##### Records supplied
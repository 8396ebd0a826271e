use std::collections::BTreeMap;

use eframe::egui::Color32;
use palette::{Hsl, IntoColor, Srgb};

use crate::data::model::outcome_label;

/// Bar/pie colour of the "No Reciben" category.
pub const SALMON: Color32 = Color32::from_rgb(250, 128, 114);
/// Bar/pie colour of the "Reciben" category.
pub const SEAGREEN: Color32 = Color32::from_rgb(46, 139, 87);
/// Histogram bar colour.
pub const SKYBLUE: Color32 = Color32::from_rgb(135, 206, 235);

/// Colours of the two benefit categories, in label order.
pub const BENEFIT_COLORS: [Color32; 2] = [SALMON, SEAGREEN];

// ---------------------------------------------------------------------------
// Color palette generator
// ---------------------------------------------------------------------------

/// Generates `n` soft, visually distinct colours using evenly spaced hues.
pub fn generate_palette(n: usize) -> Vec<Color32> {
    if n == 0 {
        return Vec::new();
    }
    (0..n)
        .map(|i| {
            // Start at teal so the two-category case reads like a Set2 pair.
            let hue = 160.0 + (i as f32 / n as f32) * 360.0;
            let hsl = Hsl::new(hue, 0.55, 0.62);
            let rgb: Srgb = hsl.into_color();
            Color32::from_rgb(
                (rgb.red * 255.0) as u8,
                (rgb.green * 255.0) as u8,
                (rgb.blue * 255.0) as u8,
            )
        })
        .collect()
}

// ---------------------------------------------------------------------------
// Outcome value → Color32
// ---------------------------------------------------------------------------

/// Maps the distinct outcome values in view to distinct colours (scatter hue).
#[derive(Debug, Clone, Default)]
pub struct OutcomeColors {
    mapping: BTreeMap<i64, Color32>,
}

impl OutcomeColors {
    /// Build a map for the given outcome values (duplicates are ignored).
    pub fn new(values: impl IntoIterator<Item = i64>) -> Self {
        let mut mapping: BTreeMap<i64, Color32> =
            values.into_iter().map(|v| (v, Color32::GRAY)).collect();
        let palette = generate_palette(mapping.len());
        for (slot, c) in mapping.values_mut().zip(palette) {
            *slot = c;
        }
        OutcomeColors { mapping }
    }

    pub fn color_for(&self, value: i64) -> Color32 {
        self.mapping.get(&value).copied().unwrap_or(Color32::GRAY)
    }

    /// Legend entries (label → colour), sorted by outcome value.
    pub fn legend_entries(&self) -> Vec<(String, Color32)> {
        self.mapping
            .iter()
            .map(|(&v, &c)| (outcome_label(v), c))
            .collect()
    }
}

#[cfg(test)]
mod tests {
    use super::*;

    #[test]
    fn palette_colours_are_distinct() {
        let p = generate_palette(3);
        assert_eq!(p.len(), 3);
        assert_ne!(p[0], p[1]);
        assert_ne!(p[1], p[2]);
        assert!(generate_palette(0).is_empty());
    }

    #[test]
    fn outcome_colours_follow_sorted_values() {
        let colors = OutcomeColors::new([1, 0, 1]);
        let legend = colors.legend_entries();
        assert_eq!(legend.len(), 2);
        assert_eq!(legend[0].0, "No Reciben");
        assert_eq!(legend[1].0, "Reciben");
        assert_eq!(colors.color_for(0), legend[0].1);
        assert_eq!(colors.color_for(7), Color32::GRAY);
    }
}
##########
> What you have to do:
Set down all the entries again, word for word.

> Result of this exercise:
repository 8396ebd0a826271e
use std::collections::BTreeMap;

use eframe::egui::Color32;
use palette::{Hsl, IntoColor, Srgb};

use crate::data::model::outcome_label;

/// Bar/pie colour of the "No Reciben" category.
pub const SALMON: Color32 = Color32::from_rgb(250, 128, 114);
/// Bar/pie colour of the "Reciben" category.
pub const SEAGREEN: Color32 = Color32::from_rgb(46, 139, 87);
/// Histogram bar colour.
pub const SKYBLUE: Color32 = Color32::from_rgb(135, 206, 235);

/// Colours of the two benefit categories, in label order.
pub const BENEFIT_COLORS: [Color32; 2] = [SALMON, SEAGREEN];

// ---------------------------------------------------------------------------
// Color palette generator
// ---------------------------------------------------------------------------

/// Generates `n` soft, visually distinct colours using evenly spaced hues.
pub fn generate_palette(n: usize) -> Vec<Color32> {
    if n == 0 {
        return Vec::new();
    }
    (0..n)
        .map(|i| {
            // Start at teal so the two-category case reads like a Set2 pair.
            let hue = 160.0 + (i as f32 / n as f32) * 360.0;
            let hsl = Hsl::new(hue, 0.55, 0.62);
            let rgb: Srgb = hsl.into_color();
            Color32::from_rgb(
                (rgb.red * 255.0) as u8,
                (rgb.green * 255.0) as u8,
                (rgb.blue * 255.0) as u8,
            )
        })
        .collect()
}

// ---------------------------------------------------------------------------
// Outcome value → Color32
// ---------------------------------------------------------------------------

/// Maps the distinct outcome values in view to distinct colours (scatter hue).
#[derive(Debug, Clone, Default)]
pub struct OutcomeColors {
    mapping: BTreeMap<i64, Color32>,
}

impl OutcomeColors {
    /// Build a map for the given outcome values (duplicates are ignored).
    pub fn new(values: impl IntoIterator<Item = i64>) -> Self {
        let mut mapping: BTreeMap<i64, Color32> =
            values.into_iter().map(|v| (v, Color32::GRAY)).collect();
        let palette = generate_palette(mapping.len());
        for (slot, c) in mapping.values_mut().zip(palette) {
            *slot = c;
        }
        OutcomeColors { mapping }
    }

    pub fn color_for(&self, value: i64) -> Color32 {
        self.mapping.get(&value).copied().unwrap_or(Color32::GRAY)
    }

    /// Legend entries (label → colour), sorted by outcome value.
    pub fn legend_entries(&self) -> Vec<(String, Color32)> {
        self.mapping
            .iter()
            .map(|(&v, &c)| (outcome_label(v), c))
            .collect()
    }
}

#[cfg(test)]
mod tests {
    use super::*;

    #[test]
    fn palette_colours_are_distinct() {
        let p = generate_palette(3);
        assert_eq!(p.len(), 3);
        assert_ne!(p[0], p[1]);
        assert_ne!(p[1], p[2]);
        assert!(generate_palette(0).is_empty());
    }

    #[test]
    fn outcome_colours_follow_sorted_values() {
        let colors = OutcomeColors::new([1, 0, 1]);
        let legend = colors.legend_entries();
        assert_eq!(legend.len(), 2);
        assert_eq!(legend[0].0, "No Reciben");
        assert_eq!(legend[1].0, "Reciben");
        assert_eq!(colors.color_for(0), legend[0].1);
        assert_eq!(colors.color_for(7), Color32::GRAY);
    }
}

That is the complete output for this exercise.